**INSTRUCTIONS FOR THE TASK**: Only lines containing the string "attach" belong in the answer; find them in the records and copy them.

**DATA PROVIDED**:
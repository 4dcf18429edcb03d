//! Generic polling driver

use super::{CycleReport, CycleSource, DeviceSnapshot, DeviceState, Reading, RegisterSpec};
use crate::config::ConnectionConfig;
use crate::protocol::{
    decode_get, encode_set, ByteChannel, ConnectionState, HealthStatus, Link, LinkHealth,
    ProtocolError, SendOutcome,
};

/// Driver for one board: a link, the cached state and the polling cycle
pub struct DeviceDriver<S: DeviceState> {
    link: Link,
    state: S,
    cycles: u64,
    last_cycle: Option<CycleReport>,
}

impl<S: DeviceState> DeviceDriver<S> {
    /// Create a disconnected driver
    pub fn new(config: ConnectionConfig) -> Self {
        Self {
            link: Link::new(config),
            state: S::default(),
            cycles: 0,
            last_cycle: None,
        }
    }

    /// Cached values
    pub fn state(&self) -> &S {
        &self.state
    }

    pub(crate) fn state_mut(&mut self) -> &mut S {
        &mut self.state
    }

    /// Underlying link
    pub fn link(&self) -> &Link {
        &self.link
    }

    /// Change the port used by the next `connect`
    pub fn set_port(&mut self, port: &str) {
        self.link.set_port(port);
    }

    /// Open `port` at the configured baud rate
    pub fn open(&mut self, port: &str) -> Result<(), ProtocolError> {
        let baud = self.link.config().baud_rate;
        self.link.open(port, baud)
    }

    /// Open the configured port
    pub fn connect(&mut self) -> Result<(), ProtocolError> {
        self.link.connect()
    }

    /// Adopt an already-open channel
    pub fn attach(&mut self, channel: Box<dyn ByteChannel>) -> Result<(), ProtocolError> {
        self.link.attach(channel)
    }

    /// Close the link. Cached values are kept.
    pub fn close(&mut self) {
        self.link.close();
    }

    /// Whether the link is open
    pub fn is_connected(&self) -> bool {
        self.link.is_open()
    }

    /// Link lifecycle state
    pub fn connection_state(&self) -> ConnectionState {
        self.link.state()
    }

    /// Transfer accounting
    pub fn health(&self) -> &LinkHealth {
        self.link.health()
    }

    /// Run one polling cycle over the register map
    ///
    /// A pair is decoded only when both of its bytes arrive; otherwise the
    /// field keeps its previous value. Every register is queried regardless of
    /// earlier silence in the same cycle.
    pub fn poll(&mut self) -> CycleReport {
        if !self.link.is_open() {
            return self.finish(CycleReport::skipped(HealthStatus::Closed));
        }

        let mut updated = 0;
        let mut stale = 0;
        for spec in S::REGISTERS {
            let reading = match *spec {
                RegisterSpec::Pair {
                    fraction, integer, ..
                } => {
                    let fraction_byte = self.link.round_trip(fraction);
                    let integer_byte = self.link.round_trip(integer);
                    match (integer_byte, fraction_byte) {
                        (Some(i), Some(f)) => Some(Reading::Fixed(decode_get(i, f))),
                        _ => None,
                    }
                }
                RegisterSpec::Byte { register, .. } => {
                    self.link.round_trip(register).map(Reading::Raw)
                }
            };

            match reading {
                Some(reading) => {
                    self.state.store(spec.field(), reading);
                    updated += 1;
                }
                None => {
                    tracing::debug!(
                        device = S::NAME,
                        field = ?spec.field(),
                        "no complete reply, keeping previous value"
                    );
                    stale += 1;
                }
            }
        }

        self.finish(CycleReport {
            source: CycleSource::Hardware,
            updated,
            stale,
            health: self.link.health().status(),
        })
    }

    /// Record a cycle that produced its values some other way
    pub(crate) fn finish(&mut self, report: CycleReport) -> CycleReport {
        self.cycles += 1;
        self.last_cycle = Some(report);
        report
    }

    /// Encode `value` and push it to the board, fraction byte first
    pub fn write_setpoint(&mut self, value: f64) -> SendOutcome {
        let command = encode_set(value);
        tracing::info!(
            device = S::NAME,
            value,
            bytes = format_args!("{:02x?}", command.bytes()),
            "sending setpoint"
        );
        self.link.send_command(command)
    }

    /// Point-in-time view for collaborators
    pub fn snapshot(&self) -> DeviceSnapshot<S> {
        DeviceSnapshot {
            device: S::NAME,
            connection: self.link.state(),
            health_status: self.link.health().status(),
            health: self.link.health().clone(),
            cycles: self.cycles,
            last_cycle: self.last_cycle,
            values: self.state.clone(),
        }
    }
}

**REPLY TO THE EXERCISE**:
    pub fn attach(&mut self, channel: Box<dyn ByteChannel>) -> Result<(), ProtocolError> {
        self.link.attach(channel)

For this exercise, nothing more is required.